Aerodyne Technologies
- Type: Privately held company
- Industry: Aerospace
- Founded: before 2002
- Defunct: 2008
- Fate: Out of business
- Headquarters: Étrembières, France
- Key people: Michel Le Blanc
- Products: Paragliders
- Parent: Aerodyne International Group

= Aerodyne Technologies =

French aircraft manufacturer

Aerodyne Technologies was a French aircraft manufacturer based in Étrembières and previously based in Talloires. The company specialized in the design and manufacture of paragliders and reserve parachutes.

The company seems to have been founded before 2002 and gone out of business in 2008. The company was owned by Aerodyne International Group, which was headed by Dominique Marcu and seems to also no longer exist.

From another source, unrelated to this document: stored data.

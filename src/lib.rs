//! An embedded query engine over immutable columnar time-series blocks.
//!
//! Label matchers are translated into constraints, bound to each block's schema, and
//! pushed down into row-group scans that prune on column statistics before reading any
//! values. Matching rows are materialized into series clipped to the query window and
//! merged across blocks.

// Declare modules
pub mod block;
pub mod columnar;
pub mod constraint;
pub mod context;
pub mod core;
pub mod encoding;
pub mod error;
pub mod filter;
pub mod materialize;
pub mod matcher;
pub mod memfile;
pub mod merge;
pub mod query;
pub mod schema;
pub mod telemetry;
pub mod types;

/// An immutable block: labels file + chunks file + decoder.
pub use crate::block::Block;
/// Read-side interface of block files.
pub use crate::columnar::{ColumnarFile, RowGroupReader, RowSet};
/// Matcher translation.
pub use crate::constraint::{Constraint, ConstraintBuilder, Predicate};
/// Per-query cancellation and deadline.
pub use crate::context::{CancelHandle, QueryContext};
/// Engine configuration and query surface.
pub use crate::core::{
    Annotation, EngineConfig, EngineFileConfig, LabelHints, LabelQueryResult, Querier,
    QueryEngine, SelectHints, SeriesSet,
};
/// Chunk codec.
pub use crate::encoding::{ChunksDecoder, FloatEncoding, XorChunksDecoder, XorChunksEncoder};
/// Error types.
pub use crate::error::{ColumnarError, QueryError};
/// Caller-facing label matchers.
pub use crate::matcher::{MatchType, Matcher};
/// In-memory columnar files and the block builder.
pub use crate::memfile::{BlockBuilder, MemColumnarFile, WriteOptions};
/// Structured event hook for observability.
pub use crate::telemetry::{QueryEvent, QueryEventListener};
/// Series data model.
pub use crate::types::{Chunk, ChunkSeries, Label, Labels, Sample, Timestamp, Value};
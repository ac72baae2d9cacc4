//! Per-query cancellation and deadline.

use crate::error::QueryError;

use std::sync::atomic::{AtomicBool, Ordering};
use std::sync::Arc;
use std::time::{Duration, Instant};

/// Cancellation state shared by every worker of one query.
///
/// Clones share the same flag, so a caller can keep one clone (or a [`CancelHandle`])
/// and cancel from another thread while the query runs.
#[derive(Debug, Clone, Default)]
pub struct QueryContext {
    cancelled: Arc<AtomicBool>,
    deadline: Option<Instant>,
}

/// Cancels the query it was taken from.
#[derive(Debug, Clone)]
pub struct CancelHandle {
    cancelled: Arc<AtomicBool>,
}

impl CancelHandle {
    pub fn cancel(&self) {
        self.cancelled.store(true, Ordering::Relaxed);
    }
}

impl QueryContext {
    pub fn new() -> Self {
        Self::default()
    }

    /// Sets an absolute deadline.
    pub fn with_deadline(mut self, deadline: Instant) -> Self {
        self.deadline = Some(deadline);
        self
    }

    pub fn with_timeout(self, timeout: Duration) -> Self {
        self.with_deadline(Instant::now() + timeout)
    }

    pub fn deadline(&self) -> Option<Instant> {
        self.deadline
    }

    pub fn cancel_handle(&self) -> CancelHandle {
        CancelHandle {
            cancelled: self.cancelled.clone(),
        }
    }

    pub fn cancel(&self) {
        self.cancelled.store(true, Ordering::Relaxed);
    }

    pub fn is_cancelled(&self) -> bool {
        self.cancelled.load(Ordering::Relaxed)
    }

    /// Returns `Cancelled` or `DeadlineExceeded` once the query must stop.
    #[inline]
    pub fn check(&self) -> Result<(), QueryError> {
        if self.is_cancelled() {
            return Err(QueryError::Cancelled);
        }
        match self.deadline {
            Some(d) if Instant::now() >= d => Err(QueryError::DeadlineExceeded),
            _ => Ok(()),
        }
    }
}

Aerodyne Technologies was headed by Michel Le Blanc, who was formerly employed by paraglider manufacturers ITV Parapentes and Flying Planet.

While headquartered in France, Aerodyne Technologies had its gliders constructed in a newly built factory in Mauritius. The company constructed a full line of gliders, from the beginner Aerodyne Yogi to the high-performance Shaman and the two-place Totem Bi for flight training.

In 2003 the company's Jumbe glider was tested by South African reviewer Jaco Wolmarans in Annecy, France, against seven other competitor's gliders. He became very impressed with the stability and performance of the design in thermal flying and also with the company itself. He wrote, "I was so impressed by the company, after chatting to them about their range, workmanship and the like, that I offered to represent them in SA. They agreed."

In early 2008, just before it went out of business, the company had certified its Joy model in four sizes as EN B. The Aerodyne Free had been released as a beginner's aerobatic model and the Feel was undergoing testing for certification in the EN C category, at that time forecast for April 2008.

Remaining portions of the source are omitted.